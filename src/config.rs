// ============================================================================
// WIZARD CONFIGURATION
// ============================================================================
// Compile-time settings for the Melanin Click wizard.
//
// The package catalog (download URLs, storage thresholds, executables) lives
// in src/package.rs. Operator choices that survive restarts live in
// src/preferences.rs.
// ============================================================================

use eframe::egui;
use std::time::Duration;

// ----------------------------------------------------------------------------
// BRANDING
// ----------------------------------------------------------------------------

pub const APP_NAME: &str = "Melanin Click";

/// Window title (displayed in title bar)
pub const WINDOW_TITLE: &str = "Melanin Click";

/// User-Agent string for archive downloads
pub const USER_AGENT: &str = concat!(env!("CARGO_PKG_NAME"), "/", env!("CARGO_PKG_VERSION"));

/// Directory name under the OS config dir holding preferences
pub const PREFERENCES_DIR: &str = "melaninclick";

// ----------------------------------------------------------------------------
// WINDOW SETTINGS
// ----------------------------------------------------------------------------

/// Default window size (width, height)
pub const WINDOW_SIZE: (f32, f32) = (760.0, 560.0);

/// Minimum window size (width, height)
pub const WINDOW_MIN_SIZE: (f32, f32) = (640.0, 480.0);

// ----------------------------------------------------------------------------
// BACKGROUND WORK
// ----------------------------------------------------------------------------

/// Capacity of the worker -> UI message channel
pub const MESSAGE_CHANNEL_CAPACITY: usize = 256;

/// How often the UI drains messages while idle
pub const UI_DRAIN_INTERVAL: Duration = Duration::from_millis(100);

/// How long exit waits for cancelled installs to clean up
pub const SHUTDOWN_GRACE: Duration = Duration::from_secs(5);

/// Connect timeout and download inactivity timeout, in seconds
pub const DEFAULT_NETWORK_TIMEOUT_SECS: u64 = 30;

/// Bytes between two download progress messages
pub const PROGRESS_STEP_BYTES: u64 = 256 * 1024;

// ----------------------------------------------------------------------------
// MINING
// ----------------------------------------------------------------------------

pub struct PoolOption {
    pub name: &'static str,
    pub url: &'static str,
}

pub const BITCOIN_POOLS: &[PoolOption] = &[
    PoolOption {
        name: "CKPool",
        url: "stratum+tcp://solo.ckpool.org:3333",
    },
    PoolOption {
        name: "Public Pool",
        url: "stratum+tcp://public-pool.io:21496",
    },
    PoolOption {
        name: "Ocean Pool",
        url: "stratum+tcp://stratum.ocean.xyz:3000",
    },
    PoolOption {
        name: "Ocean Pool (Alt)",
        url: "stratum+tcp://mine.ocean.xyz:3334",
    },
    PoolOption {
        name: "Kano Pool",
        url: "stratum+tcp://stratum.kano.is:3333",
    },
];

/// Index of the default pool selection
pub const DEFAULT_POOL_INDEX: usize = 1;

/// Whive has a single yespower pool
pub const WHIVE_POOL_URL: &str = "stratum+tcp://206.189.2.17:3333";

/// Threads handed to the Whive CPU miner
pub const WHIVE_MINER_THREADS: u32 = 2;

/// Fixed difficulty suggested to USB stick miners
pub const STICK_MINER_SUGGESTED_DIFF: u32 = 442;

pub const DEFAULT_WORKER_NAME: &str = "melaninclick";

/// Look a pool up by display name, falling back to the default pool.
pub fn pool_by_name(name: &str) -> &'static PoolOption {
    BITCOIN_POOLS
        .iter()
        .find(|p| p.name == name)
        .unwrap_or(&BITCOIN_POOLS[DEFAULT_POOL_INDEX])
}

// ============================================================================
// THEME SETUP (internal use)
// ============================================================================

pub fn setup_theme(ctx: &egui::Context) {
    use egui_thematic::ThemeConfig;

    let theme = ThemeConfig::gruvbox_dark_preset();
    ctx.set_visuals(theme.to_visuals());
}

#[cfg(test)]
mod tests {
    use super::*;

    #[test]
    fn test_pool_lookup_falls_back_to_default() {
        assert_eq!(pool_by_name("Kano Pool").url, "stratum+tcp://stratum.kano.is:3333");
        assert_eq!(pool_by_name("nope").name, "Public Pool");
        assert!(DEFAULT_POOL_INDEX < BITCOIN_POOLS.len());
    }
}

**ASSIGNMENT**
Retype each entry exactly.

**RESPONSE TO THIS EXERCISE**
filename src/config.rs
// ============================================================================
// WIZARD CONFIGURATION
// ============================================================================
// Compile-time settings for the Melanin Click wizard.
//
// The package catalog (download URLs, storage thresholds, executables) lives
// in src/package.rs. Operator choices that survive restarts live in
// src/preferences.rs.
// ============================================================================

use eframe::egui;
use std::time::Duration;

// ----------------------------------------------------------------------------
// BRANDING
// ----------------------------------------------------------------------------

pub const APP_NAME: &str = "Melanin Click";

/// Window title (displayed in title bar)
pub const WINDOW_TITLE: &str = "Melanin Click";

/// User-Agent string for archive downloads
pub const USER_AGENT: &str = concat!(env!("CARGO_PKG_NAME"), "/", env!("CARGO_PKG_VERSION"));

/// Directory name under the OS config dir holding preferences
pub const PREFERENCES_DIR: &str = "melaninclick";

// ----------------------------------------------------------------------------
// WINDOW SETTINGS
// ----------------------------------------------------------------------------

/// Default window size (width, height)
pub const WINDOW_SIZE: (f32, f32) = (760.0, 560.0);

/// Minimum window size (width, height)
pub const WINDOW_MIN_SIZE: (f32, f32) = (640.0, 480.0);

// ----------------------------------------------------------------------------
// BACKGROUND WORK
// ----------------------------------------------------------------------------

/// Capacity of the worker -> UI message channel
pub const MESSAGE_CHANNEL_CAPACITY: usize = 256;

/// How often the UI drains messages while idle
pub const UI_DRAIN_INTERVAL: Duration = Duration::from_millis(100);

/// How long exit waits for cancelled installs to clean up
pub const SHUTDOWN_GRACE: Duration = Duration::from_secs(5);

/// Connect timeout and download inactivity timeout, in seconds
pub const DEFAULT_NETWORK_TIMEOUT_SECS: u64 = 30;

/// Bytes between two download progress messages
pub const PROGRESS_STEP_BYTES: u64 = 256 * 1024;

// ----------------------------------------------------------------------------
// MINING
// ----------------------------------------------------------------------------

pub struct PoolOption {
    pub name: &'static str,
    pub url: &'static str,
}

pub const BITCOIN_POOLS: &[PoolOption] = &[
    PoolOption {
        name: "CKPool",
        url: "stratum+tcp://solo.ckpool.org:3333",
    },
    PoolOption {
        name: "Public Pool",
        url: "stratum+tcp://public-pool.io:21496",
    },
    PoolOption {
        name: "Ocean Pool",
        url: "stratum+tcp://stratum.ocean.xyz:3000",
    },
    PoolOption {
        name: "Ocean Pool (Alt)",
        url: "stratum+tcp://mine.ocean.xyz:3334",
    },
    PoolOption {
        name: "Kano Pool",
        url: "stratum+tcp://stratum.kano.is:3333",
    },
];

/// Index of the default pool selection
pub const DEFAULT_POOL_INDEX: usize = 1;

/// Whive has a single yespower pool
pub const WHIVE_POOL_URL: &str = "stratum+tcp://206.189.2.17:3333";

/// Threads handed to the Whive CPU miner
pub const WHIVE_MINER_THREADS: u32 = 2;

/// Fixed difficulty suggested to USB stick miners
pub const STICK_MINER_SUGGESTED_DIFF: u32 = 442;

pub const DEFAULT_WORKER_NAME: &str = "melaninclick";

/// Look a pool up by display name, falling back to the default pool.
pub fn pool_by_name(name: &str) -> &'static PoolOption {
    BITCOIN_POOLS
        .iter()
        .find(|p| p.name == name)
        .unwrap_or(&BITCOIN_POOLS[DEFAULT_POOL_INDEX])
}

// ============================================================================
// THEME SETUP (internal use)
// ============================================================================

pub fn setup_theme(ctx: &egui::Context) {
    use egui_thematic::ThemeConfig;

    let theme = ThemeConfig::gruvbox_dark_preset();
    ctx.set_visuals(theme.to_visuals());
}

#[cfg(test)]
mod tests {
    use super::*;

    #[test]
    fn test_pool_lookup_falls_back_to_default() {
        assert_eq!(pool_by_name("Kano Pool").url, "stratum+tcp://stratum.kano.is:3333");
        assert_eq!(pool_by_name("nope").name, "Public Pool");
        assert!(DEFAULT_POOL_INDEX < BITCOIN_POOLS.len());
    }
}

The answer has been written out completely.